Лидочка вздохнула. Сериалы она любила. Смотрела все. Но любимых было немного.

Поэт тихонько толкнул прозаика локтем, продолжай, а то домой сегодня не попадём. Тот спохватился и сказал: «Гид поведала, что Казимир и Маруся дружили долго. Сокурсники посмеивались. Ждали, когда ему наскучит. Но так и не дождались. Узнав историю Маруси, Казимир … стал опекать её. Жила она с бабушкой с пяти лет. Школу окончила и поступила на …»

Прозаик сделал паузу. Взглянул на слушателей. «Надо угадать? – обрадовалась Ниночка. – Учителя?» «Библиотекаря, – сказала заведующая. – Я права?»

Рассказчик кивнул и улыбнулся. «Опять же всех тонкостей не знаю, – продолжил он. – Могу предположить. На бабушкину пенсию жить непросто. Скорее всего, Маруся работала в библиотеке и училась заочно. В библиотеку пристроила её бабушкина подруга. Заведующая…»

Все притихли. Даже стали переглядываться. «Ищут Марусю, – подумал поэт. – Умеет мой приятель рассказывать!»

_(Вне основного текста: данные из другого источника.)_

//! Per-package coverage summary reading.

use std::path::Path;

use serde::{Deserialize, Serialize};

/// Aggregate line coverage across the packages that produced a summary.
#[derive(Debug, Clone, Default, PartialEq, Serialize, Deserialize)]
pub struct CoverageSummary {
    /// Average line coverage percentage over packages with a summary; 0 if none.
    pub average: f64,
    /// Number of packages that actually yielded a summary.
    pub packages_with_summary: usize,
    /// Package dirs whose summary was missing or unreadable.
    pub missing: Vec<String>,
}

/// Reads coverage summaries for a set of package directories.
pub trait CoverageReader: Send + Sync {
    fn read(&self, root: &Path, package_dirs: &[String], summary_path: &str) -> CoverageSummary;
}

/// Reads Istanbul `json-summary` files (`total.lines.pct`) from disk.
#[derive(Debug, Clone, Copy, Default)]
pub struct FsCoverageReader;

impl FsCoverageReader {
    fn line_pct(path: &Path) -> Option<f64> {
        let content = std::fs::read_to_string(path).ok()?;
        let value: serde_json::Value = serde_json::from_str(&content).ok()?;
        value
            .get("total")?
            .get("lines")?
            .get("pct")?
            .as_f64()
    }
}

impl CoverageReader for FsCoverageReader {
    fn read(&self, root: &Path, package_dirs: &[String], summary_path: &str) -> CoverageSummary {
        let mut total = 0.0;
        let mut summary = CoverageSummary::default();

        for dir in package_dirs {
            let path = root.join(dir).join(summary_path);
            match Self::line_pct(&path) {
                Some(pct) => {
                    total += pct;
                    summary.packages_with_summary += 1;
                }
                None => {
                    tracing::debug!(package = %dir, path = %path.display(), "no coverage summary");
                    summary.missing.push(dir.clone());
                }
            }
        }

        if summary.packages_with_summary > 0 {
            summary.average = total / summary.packages_with_summary as f64;
        }
        summary
    }
}
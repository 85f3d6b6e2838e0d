//! Prioritized action items derived from a run.

use crate::patterns::{Promotion, Recommendation};

use super::types::*;

/// Everything the action-item derivation looks at.
#[derive(Debug, Clone, Copy)]
pub struct ActionContext<'a> {
    pub metrics: &'a Metrics,
    /// Scorecard as it was before this run.
    pub previous: &'a Scorecard,
    pub qualification: CoverageQualification,
    pub promotions: &'a [Promotion],
}

/// Derive action items, most urgent first. A clean run yields none.
pub fn derive_action_items(ctx: &ActionContext<'_>) -> Vec<ActionItem> {
    let m = ctx.metrics;
    let mut items = Vec::new();

    if m.build_exit_code != 0 {
        items.push(item(
            Priority::Critical,
            "build",
            format!(
                "Build is unstable: build command exited with code {}",
                m.build_exit_code
            ),
        ));
    }

    if m.type_errors > 0 {
        items.push(item(
            Priority::High,
            "type_safety",
            format!("Fix {} type error{}", m.type_errors, plural(m.type_errors)),
        ));
    }

    if m.tests_failed > 0 {
        items.push(item(
            Priority::High,
            "tests",
            format!("Fix {} failing test{}", m.tests_failed, plural(m.tests_failed)),
        ));
    } else if m.tests_passed == 0 {
        if m.test_exit_code != 0 {
            items.push(item(
                Priority::High,
                "tests",
                format!(
                    "Test command failed without reporting results (exit code {})",
                    m.test_exit_code
                ),
            ));
        } else {
            items.push(item(
                Priority::Low,
                "tests",
                "No tests were detected in the test output".to_string(),
            ));
        }
    }

    if m.lint_violations > 0 {
        items.push(item(
            Priority::Medium,
            "lint",
            format!(
                "Resolve {} lint violation{}",
                m.lint_violations,
                plural(m.lint_violations)
            ),
        ));
    }

    let q = ctx.qualification;
    if !q.is_qualified() {
        let message = if q.test_exit_code != 0 {
            format!(
                "Coverage not qualified: test command exited with code {}",
                q.test_exit_code
            )
        } else {
            format!(
                "Coverage not qualified: {} of {} packages produced a coverage summary",
                q.packages_with_summary, q.expected_packages
            )
        };
        items.push(item(Priority::Medium, "coverage", message));
    } else if ctx.previous.coverage_qualified && m.coverage < ctx.previous.coverage_floor {
        items.push(item(
            Priority::High,
            "coverage",
            format!(
                "Coverage {:.2}% is below the floor of {:.2}%",
                m.coverage, ctx.previous.coverage_floor
            ),
        ));
    }

    for promotion in ctx.promotions {
        let (priority, rule) = match promotion.to {
            Recommendation::LintRule => (Priority::Medium, "a lint rule"),
            Recommendation::ClaudeRule => (Priority::Low, "an agent rule"),
            Recommendation::None => continue,
        };
        items.push(item(
            priority,
            "patterns",
            format!(
                "Pattern '{}' seen {} times: add {rule}",
                promotion.pattern, promotion.count
            ),
        ));
    }

    items.sort_by_key(|i| i.priority);
    items
}

fn item(priority: Priority, category: &str, message: String) -> ActionItem {
    ActionItem {
        priority,
        category: category.to_string(),
        message,
    }
}

fn plural(n: u32) -> &'static str {
    if n == 1 {
        ""
    } else {
        "s"
    }
}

«Из слов гида, – сказал прозаик. – Узнал я, что случилось дальше. «Появился на курсе новичок, – поведала она. – С гонором, со связями, но бездарный. Стали его продвигать. Печатать. Хвалить. Оценки «дарить». Казимира отодвинули. Но даже не это! У нашего Берестова оказалось завышенное чувство справедливости. Мы смолчали. Казимир высказал новичку в глаза, что думает о его творчестве. Тот обозлился. Берестову бы остановиться, но «инстинкт самосохранения не сработал». Гера Туманский, так звали нового лидера, вскипел. Пожаловался папе – сотруднику министерства культуры. И всё. Казимира «стёрли».

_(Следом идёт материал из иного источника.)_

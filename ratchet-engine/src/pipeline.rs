//! Run orchestration.
//!
//! `run`: validate config, honor the pause flag, execute the four checks,
//! read coverage, classify output, update pattern state and the scorecard,
//! optionally verify, then persist. Nothing is written until every check and
//! gate has finished.
//!
//! `verify`: resolve the effective verify config and evaluate its gates.

use std::collections::BTreeMap;
use std::path::{Path, PathBuf};
use std::sync::Arc;

use chrono::{DateTime, Utc};

use ratchet_core::config::{CliOverrides, CommandConfig, RatchetConfig};
use ratchet_core::constants::DEFAULT_WAIVERS_FILE;
use ratchet_core::errors::{RatchetErrorCode, RunError};
use ratchet_core::events::{
    CheckCompletedEvent, CoverageFloorChangedEvent, ErrorEvent, EventDispatcher,
    PatternPromotedEvent, RatchetEventHandler, RunSkippedEvent, RunStartedEvent,
    VerificationCompleteEvent,
};
use ratchet_core::traits::{
    BranchSource, CommandOutput, CommandRunner, CoverageReader, CoverageSummary, FsCoverageReader,
    GitBranchSource, ShellRunner,
};

use crate::patterns::{PatternTracker, Promotion};
use crate::policy::{resolve_verify_config, EffectiveVerifyConfig, TaskIdSource};
use crate::scorecard::{
    derive_action_items, next_scorecard, ActionContext, CheckRuns, CoverageQualification,
    Metrics, MetricsClassifier, RegexClassifier, Scorecard, Scorer,
};
use crate::store::StateStore;
use crate::verify::{
    load_waivers, GateEvaluator, InterpolationContext, TaskIdInputs, TaskIdMatcher,
    VerificationReport, Waiver,
};

/// Per-invocation options.
#[derive(Debug, Clone, Default)]
pub struct RunOptions {
    /// Task id supplied on the command line.
    pub task_id: Option<String>,
}

/// Everything a completed scoring run produced.
#[derive(Debug, Clone)]
pub struct RunReport {
    pub scorecard: Scorecard,
    pub metrics: Metrics,
    pub coverage: CoverageSummary,
    /// Exit code of each check, by command name.
    pub check_exit_codes: BTreeMap<String, i32>,
    pub pattern_matches: BTreeMap<String, u64>,
    pub promotions: Vec<Promotion>,
    /// Pattern rules that failed to compile and were skipped.
    pub skipped_patterns: Vec<String>,
    pub verification: Option<VerificationReport>,
}

impl RunReport {
    /// Non-zero only when verification ran and failed. Failing checks lower
    /// the score but do not fail the run.
    pub fn exit_code(&self) -> i32 {
        self.verification
            .as_ref()
            .map_or(0, VerificationReport::exit_code)
    }
}

#[derive(Debug, Clone)]
pub enum RunOutcome {
    Completed(Box<RunReport>),
    /// The pause flag was present; nothing ran and nothing was written.
    Skipped { reason: String },
}

impl RunOutcome {
    pub fn exit_code(&self) -> i32 {
        match self {
            Self::Completed(report) => report.exit_code(),
            Self::Skipped { .. } => 0,
        }
    }
}

/// Verify config, task id matcher, and waivers, all resolved before any
/// command runs.
struct VerifyPlan {
    effective: EffectiveVerifyConfig,
    matcher: TaskIdMatcher,
    waivers: Vec<Waiver>,
}

/// The scoring and verification engine for one project root.
pub struct Engine {
    root: PathBuf,
    config: RatchetConfig,
    runner: Arc<dyn CommandRunner>,
    coverage: Arc<dyn CoverageReader>,
    branches: Arc<dyn BranchSource>,
    classifier: Arc<dyn MetricsClassifier>,
    events: EventDispatcher,
    clock: Option<DateTime<Utc>>,
}

impl Engine {
    /// Engine with the production collaborators: shell runner, filesystem
    /// coverage reader, git branch source, regex classifier.
    pub fn new(root: impl Into<PathBuf>, config: RatchetConfig) -> Self {
        Self {
            root: root.into(),
            config,
            runner: Arc::new(ShellRunner),
            coverage: Arc::new(FsCoverageReader),
            branches: Arc::new(GitBranchSource),
            classifier: Arc::new(RegexClassifier::default()),
            events: EventDispatcher::new(),
            clock: None,
        }
    }

    /// Load `ratchet.toml` from `root` with env and CLI overrides applied.
    pub fn load(root: impl Into<PathBuf>, cli: Option<&CliOverrides>) -> Result<Self, RunError> {
        let root = root.into();
        let config = RatchetConfig::load(&root, cli)?;
        Ok(Self::new(root, config))
    }

    pub fn with_runner(mut self, runner: Arc<dyn CommandRunner>) -> Self {
        self.runner = runner;
        self
    }

    pub fn with_coverage_reader(mut self, reader: Arc<dyn CoverageReader>) -> Self {
        self.coverage = reader;
        self
    }

    pub fn with_branch_source(mut self, branches: Arc<dyn BranchSource>) -> Self {
        self.branches = branches;
        self
    }

    pub fn with_classifier(mut self, classifier: Arc<dyn MetricsClassifier>) -> Self {
        self.classifier = classifier;
        self
    }

    pub fn with_event_handler(mut self, handler: Arc<dyn RatchetEventHandler>) -> Self {
        self.events.register(handler);
        self
    }

    /// Pin the clock used for timestamps and waiver expiry.
    pub fn with_clock(mut self, now: DateTime<Utc>) -> Self {
        self.clock = Some(now);
        self
    }

    pub fn root(&self) -> &Path {
        &self.root
    }

    pub fn config(&self) -> &RatchetConfig {
        &self.config
    }

    pub fn store(&self) -> StateStore {
        StateStore::new(self.config.quality_dir_path(&self.root))
    }

    fn now(&self) -> DateTime<Utc> {
        self.clock.unwrap_or_else(Utc::now)
    }

    /// Execute a full scoring run.
    pub fn run(&self, options: &RunOptions) -> Result<RunOutcome, RunError> {
        let _span = tracing::info_span!("ratchet::run", root = %self.root.display()).entered();
        self.run_inner(options).inspect_err(|e| self.report_error(e))
    }

    /// Evaluate the verify gates on their own and persist the artifact.
    ///
    /// Runs regardless of `verify.enabled`, which only controls whether
    /// `run` includes verification.
    pub fn verify(&self, options: &RunOptions) -> Result<VerificationReport, RunError> {
        let _span = tracing::info_span!("ratchet::verify", root = %self.root.display()).entered();
        self.verify_inner(options)
            .inspect_err(|e| self.report_error(e))
    }

    fn verify_inner(&self, options: &RunOptions) -> Result<VerificationReport, RunError> {
        RatchetConfig::validate(&self.config)?;
        let effective = resolve_verify_config(&self.root, &self.config)?;
        let plan = self.plan_verification(effective)?;
        let report = self.execute_verification(plan, options, self.now());
        self.store().save_verification(&report)?;
        Ok(report)
    }

    fn run_inner(&self, options: &RunOptions) -> Result<RunOutcome, RunError> {
        RatchetConfig::validate(&self.config)?;

        let store = self.store();
        if store.is_paused() {
            let reason = format!("pause flag present in {}", store.dir().display());
            tracing::info!(root = %self.root.display(), %reason, "run skipped");
            self.events.emit_run_skipped(&RunSkippedEvent {
                root: self.root.clone(),
                reason: reason.clone(),
            });
            return Ok(RunOutcome::Skipped { reason });
        }

        let effective = resolve_verify_config(&self.root, &self.config)?;
        let plan = if effective.config.enabled {
            Some(self.plan_verification(effective)?)
        } else {
            tracing::debug!("verification disabled");
            None
        };
        let previous_scorecard = store.load_scorecard()?;
        let previous_patterns = store.load_patterns()?;

        self.events.emit_run_started(&RunStartedEvent {
            root: self.root.clone(),
            check_count: CommandConfig::NAMES.len(),
        });
        tracing::info!(root = %self.root.display(), "run started");

        let runs = self.run_checks()?;
        let now = self.now();

        let coverage = self.coverage.read(
            &self.root,
            &self.config.package_dirs,
            self.config.effective_coverage_summary(),
        );
        let qualification = CoverageQualification {
            test_exit_code: runs.test.exit_code,
            packages_with_summary: coverage.packages_with_summary,
            expected_packages: self.config.effective_expected_packages(),
        };
        if !coverage.missing.is_empty() {
            tracing::warn!(missing = ?coverage.missing, "coverage summary missing for some packages");
        }

        let metrics = self
            .classifier
            .classify(&runs)
            .into_metrics(&runs, coverage.average);

        let tracker = PatternTracker::from_config(&self.config.patterns);
        let observation = tracker.observe(&previous_patterns, &runs.combined_output(), now);

        let scorer = Scorer::new(self.config.weights.resolve());
        let mut scorecard = next_scorecard(
            &previous_scorecard,
            &scorer,
            &metrics,
            qualification.is_qualified(),
            now,
        );
        scorecard.action_items = derive_action_items(&ActionContext {
            metrics: &metrics,
            previous: &previous_scorecard,
            qualification,
            promotions: &observation.promotions,
        });

        let verification = plan.map(|plan| self.execute_verification(plan, options, now));

        store.save_scorecard(&scorecard)?;
        store.save_patterns(&observation.state)?;
        if let Some(report) = &verification {
            store.save_verification(report)?;
        }

        for promotion in &observation.promotions {
            self.events.emit_pattern_promoted(&PatternPromotedEvent {
                pattern: promotion.pattern.clone(),
                count: promotion.count,
                from: promotion.from.to_string(),
                to: promotion.to.to_string(),
            });
        }
        if scorecard.coverage_floor != previous_scorecard.coverage_floor {
            self.events.emit_coverage_floor_changed(&CoverageFloorChangedEvent {
                previous: previous_scorecard.coverage_floor,
                current: scorecard.coverage_floor,
                coverage: scorecard.coverage,
            });
        }

        tracing::info!(
            overall = scorecard.overall,
            coverage = scorecard.coverage,
            coverage_floor = scorecard.coverage_floor,
            action_items = scorecard.action_items.len(),
            "run complete"
        );

        let check_exit_codes = [
            ("typecheck", &runs.typecheck),
            ("lint", &runs.lint),
            ("test", &runs.test),
            ("build", &runs.build),
        ]
        .into_iter()
        .map(|(name, out)| (name.to_string(), out.exit_code))
        .collect();

        Ok(RunOutcome::Completed(Box::new(RunReport {
            scorecard,
            metrics,
            coverage,
            check_exit_codes,
            pattern_matches: observation.matches,
            promotions: observation.promotions,
            skipped_patterns: observation.skipped,
            verification,
        })))
    }

    fn run_checks(&self) -> Result<CheckRuns, RunError> {
        Ok(CheckRuns {
            typecheck: self.run_check("typecheck")?,
            lint: self.run_check("lint")?,
            test: self.run_check("test")?,
            build: self.run_check("build")?,
        })
    }

    fn run_check(&self, name: &str) -> Result<CommandOutput, RunError> {
        let command = self.config.commands.require(name)?;
        let output = self
            .runner
            .run(&self.root, command)
            .map_err(|e| RunError::Command {
                command: command.to_string(),
                message: e.to_string(),
            })?;
        tracing::info!(
            check = name,
            exit_code = output.exit_code,
            duration_ms = output.duration_ms,
            "check completed"
        );
        self.events.emit_check_completed(&CheckCompletedEvent {
            name: name.to_string(),
            exit_code: output.exit_code,
            duration_ms: output.duration_ms,
        });
        Ok(output)
    }

    /// Compile the task id pattern and load the waivers that go with an
    /// effective verify config.
    fn plan_verification(&self, effective: EffectiveVerifyConfig) -> Result<VerifyPlan, RunError> {
        let matcher = TaskIdMatcher::new(&effective.config.task_id_pattern)?;
        let waivers_path = match &effective.config.waivers_file {
            Some(file) => self.root.join(file),
            None => self
                .config
                .quality_dir_path(&self.root)
                .join(DEFAULT_WAIVERS_FILE),
        };
        let waivers = load_waivers(&waivers_path)?;
        Ok(VerifyPlan {
            effective,
            matcher,
            waivers,
        })
    }

    fn execute_verification(
        &self,
        plan: VerifyPlan,
        options: &RunOptions,
        now: DateTime<Utc>,
    ) -> VerificationReport {
        let VerifyPlan {
            effective,
            matcher,
            waivers,
        } = plan;
        let config = &effective.config;

        let inputs = self.task_id_inputs(options, &config.task_id_sources, &config.task_id_env);
        let task_ids = matcher.discover(&config.task_id_sources, &inputs);
        tracing::info!(task_ids = ?task_ids, gates = config.gates.len(), "verification started");

        let context = InterpolationContext::new(
            &self.root.display().to_string(),
            self.config.effective_quality_dir(),
            &effective.commands,
            &task_ids,
        );
        let evaluator = GateEvaluator::new(
            &self.root,
            self.runner.as_ref(),
            context,
            &task_ids,
            &waivers,
            now,
        )
        .with_events(&self.events);
        let results = evaluator.evaluate_all(&config.gates);

        let report = VerificationReport::from_results(
            now,
            task_ids,
            effective.packs.clone(),
            results,
            config.require_task_id,
        );

        for problem in &report.problems {
            tracing::warn!(%problem, "verification problem");
        }
        tracing::info!(
            passed = report.passed,
            total = report.gate_counts.total,
            failed = report.gate_counts.failed,
            waived = report.gate_counts.waived,
            "verification complete"
        );
        self.events.emit_verification_complete(&VerificationCompleteEvent {
            passed: report.passed,
            total: report.gate_counts.total,
            failed: report.gate_counts.failed,
            waived: report.gate_counts.waived,
        });
        report
    }

    fn task_id_inputs(
        &self,
        options: &RunOptions,
        sources: &[TaskIdSource],
        env_var: &str,
    ) -> TaskIdInputs {
        let non_empty = |s: String| (!s.trim().is_empty()).then_some(s);
        TaskIdInputs {
            cli: options.task_id.clone().and_then(non_empty),
            env: std::env::var(env_var).ok().and_then(non_empty),
            branch: if sources.contains(&TaskIdSource::Branch) {
                self.branches.current_branch(&self.root)
            } else {
                None
            },
        }
    }

    fn report_error(&self, error: &RunError) {
        tracing::error!(error = %error, code = error.error_code(), "run failed");
        self.events.emit_error(&ErrorEvent {
            message: error.to_string(),
            error_code: error.error_code().to_string(),
        });
    }
}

Рассказчик смолк. За столом притихли.

«У каждого в жизни хоть раз, но была такая ситуация, – резко подтвердил поэт, – когда вас пытаются стереть: из своей жизни, с лица земли, из определённого круга общения, из коллектива, просто потому что. Это неприятно. Это больно. Это глупо. Это ужасно, когда у «стирателей» это получается».

«Стирают», значит, вы мешаете кому-то или чему-то, – мрачно подтвердил Мефодий Кириллович и перечислил: – Карьере, третий лишний, слишком умный, режет правду-матку в глаза».

«Причин много», – согласился поэт.

Лидочка понурила голову. Когда-то в юности с ней поступили похожим образом.

Заведующая нахмурилась. Она была сильной женщиной и не позволила бы обижать ни себя, ни других. Но её тоже пытались…

«Главное, не пасть духом, – прошептал прозаик. – Выстоять. Собраться. И начать сначала. Хотя, какое там! Поводы бывают довольно дурацкие. Просто ты кому-то «не глянулся», «взглянул косо», место под солнцем не уступил, ляпнул лишнее».

«Ужасно, когда стирают, – нахмурилась Лидочка. – Но быть «стирателем» подло, гадко, не по-человечьи!»

Прозаик вздохнул. Взглянул на собеседников. Поэт кивнул, мол, продолжай.

«Порядочный человек не станет кричать на всех углах и бить себя в грудь: «Как вы правы! Я такой, сякой, нехороший, вру и подличаю раз в неделю. Иногда чаще. Не специально. А так. В силу характера», – тихо произнёс рассказчик. – Или: «Вы неправы. Я хороший!» Объяснять, что такое «стёрли» дальше не надо?»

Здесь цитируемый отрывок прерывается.